2) Past discrimination is pervasive and continues to undermine black political participation.
3) The extreme disproportionate impact should trigger the idea that discrim. purposes at work.
Rodgers v. Lodge (1982)
Holding: outlaws at-large election scheme on the basis that Georgia has was worse record than Alabama.
Seems irreconcilable with City of Mobile.
Reconciling the two
 In Georgia case the pop. of blacks is statistically higher.
 GA had poll taxes, literacy tests, white primaries, little evidence of active black political slate and participation in process
Austin v.
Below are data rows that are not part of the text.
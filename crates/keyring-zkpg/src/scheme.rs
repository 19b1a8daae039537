//! # Authorisation Scheme
//!
//! Two things must agree with the circuit the proving artifacts were built
//! from: the integer the issuer blindly signs for a credential tuple, and
//! the named inputs the prover is fed. Both live behind
//! [`AuthorisationScheme`], injected into the orchestrator next to the
//! curve suite and the proving backend.
//!
//! ## Reference Scheme
//!
//! [`ReferenceScheme`] is the default and a **development placeholder**.
//! Its digest is SHA-256 over a domain tag and the credential fields, and
//! its input names are its own. It does not interoperate with the
//! production AuthorisationConstruction circuit or the production issuer:
//! proofs and signatures built with it only check out against the mock
//! backend and local issuers using the same encoding. Talking to the live
//! backend requires a scheme that reproduces the production circuit.

use keyring_core::EvmAddress;
use keyring_crypto::{EcCryptoSuite, RegimeEncryption, RsaGroupElement, RsaPublicKey};
use num_bigint::BigUint;
use sha2::{Digest, Sha256};

use crate::circuit::{AuthorisationWitness, WitnessInputs};

/// The credential tuple signed by the issuer.
///
/// Its fields are the calldata fields minus the signature, so a verifier
/// holding the calldata can recompute the digest.
#[derive(Debug, Clone, PartialEq, Eq)]
pub struct AuthMessage {
    /// Credential holder.
    pub trader: EvmAddress,
    /// On-chain policy identifier.
    pub policy_id: u64,
    /// Target chain.
    pub chain_id: u64,
    /// Expiry, unix seconds.
    pub valid_until: u64,
    /// Credential fee.
    pub cost: u64,
    /// Issuer key the credential is bound to.
    pub key: RsaPublicKey,
    /// Packed regime encryptions.
    pub backdoor: Vec<u8>,
}

/// Message digest and circuit input layout of one authorisation circuit.
pub trait AuthorisationScheme: Send + Sync + std::fmt::Debug {
    /// Short scheme name for logs.
    fn name(&self) -> &'static str;

    /// The group element the issuer signs for `message`.
    fn message_digest(&self, message: &AuthMessage) -> RsaGroupElement;

    /// Named prover inputs for `witness`, with the public ones marked.
    fn circuit_inputs(
        &self,
        witness: &AuthorisationWitness,
        suite: &dyn EcCryptoSuite,
    ) -> WitnessInputs;

    /// Index of the blinded message among the public signals.
    fn blinded_message_signal(&self) -> usize;
}

/// Development encoding. See the module docs before relying on it.
#[derive(Debug, Clone, Copy, Default)]
pub struct ReferenceScheme;

impl ReferenceScheme {
    /// Domain separation tag for the message digest.
    pub const DOMAIN: &'static [u8] = b"keyring.authorisation-message.v1";

    /// Canonical byte encoding hashed by the digest.
    ///
    /// Domain tag, then the fields in calldata order. Integers are
    /// big-endian; variable-length byte strings carry a `u32` big-endian
    /// length prefix.
    pub fn encode(message: &AuthMessage) -> Vec<u8> {
        let modulus = message.key.modulus().to_bytes_be();
        let mut out = Vec::with_capacity(
            Self::DOMAIN.len() + 20 + 4 * 8 + 8 + modulus.len() + message.backdoor.len(),
        );
        out.extend_from_slice(Self::DOMAIN);
        out.extend_from_slice(&message.trader.to_bytes());
        out.extend_from_slice(&message.policy_id.to_be_bytes());
        out.extend_from_slice(&message.chain_id.to_be_bytes());
        out.extend_from_slice(&message.valid_until.to_be_bytes());
        out.extend_from_slice(&message.cost.to_be_bytes());
        for field in [&modulus, &message.backdoor] {
            out.extend_from_slice(&(field.len() as u32).to_be_bytes());
            out.extend_from_slice(field);
        }
        out
    }
}

impl AuthorisationScheme for ReferenceScheme {
    fn name(&self) -> &'static str {
        "reference"
    }

    fn message_digest(&self, message: &AuthMessage) -> RsaGroupElement {
        let hash = Sha256::digest(Self::encode(message));
        message.key.reduce(&BigUint::from_bytes_be(&hash))
    }

    fn circuit_inputs(
        &self,
        witness: &AuthorisationWitness,
        suite: &dyn EcCryptoSuite,
    ) -> WitnessInputs {
        let m = witness.message();
        let mut inputs = WitnessInputs::default();
        inputs.public_scalar("blindedMessage", witness.blinded_message().value());
        inputs.public_scalar("trader", &BigUint::from_bytes_be(&m.trader.to_bytes()));
        inputs.public_scalar("policyId", &m.policy_id.into());
        inputs.public_scalar("chainId", &m.chain_id.into());
        inputs.public_scalar("validUntil", &m.valid_until.into());
        inputs.public_scalar("cost", &m.cost.into());
        inputs.scalar("rsaModulus", m.key.modulus());
        inputs.scalar("rsaExponent", m.key.exponent());
        inputs.scalar("blindingFactor", witness.blinding_factor().value());
        inputs.scalar("trapdoor", &witness.trapdoor().scalar(suite));
        let keys = witness.regimes().keys().iter().map(|k| [&k.0.x, &k.0.y]);
        inputs.matrix("regimeKeys", keys);
        inputs.vector("regimeNonces", witness.nonces());
        let encryptions = witness
            .encryptions()
            .iter()
            .map(RegimeEncryption::coordinates);
        inputs.matrix("regimeEncryptions", encryptions);
        inputs
    }

    fn blinded_message_signal(&self) -> usize {
        0
    }
}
Holder (2009)
Facts: Classic provision in voting rights act is Sec. 5.
If state meets the formula of: history of of election discrimination and they have low numbers of minorities voting then they are a covered
jurisdiction and in order to make any election related changes they need clearance from DOJ or go to court.
TX
1) statistics are 40 years old
2) federalism
3) This provision is not congruent and proportional b/c findings bear no relationship to the current problem.
Majority (Roberts)
1) Court uses a bail out provision to allow for pre-clearance.
2) However, this is a utility district that does not register voters. This rare bail out provision was presumed to only be allowed to be used by
districts that register voters.
Bush v. Gore (2000)
7-2 vote on equality (EQP) violation
5-4 on rejecting FL remedy: not enough time to implement a remedy
1) Inanimate object (piece of paper) cannot discern intent of the voter. Therefore, there will be no objective criteria. Fl Sup Ct failed to provide
adequate guidance.
2) Insufficient time to implement a remedy.
Education
San Antonio School District v. Rodriguez (1973) (Big Deal Case)
Facts: San An litigation over education funding and property taxes  Leads to inequity
The Poor: SDP and if not then EQP b/c the poor minorities are disenfranchised.
Majority (Powell)
1) No fundamental right to education.
2) Education is preservative of other rights but this is not dispositive.
 Criticism: Tension with Harper b/c court says that education is important and preservative of other rights. Problematic to reconcile
with Brown since that case said that quality of education was dispositive. However, this is not a race case.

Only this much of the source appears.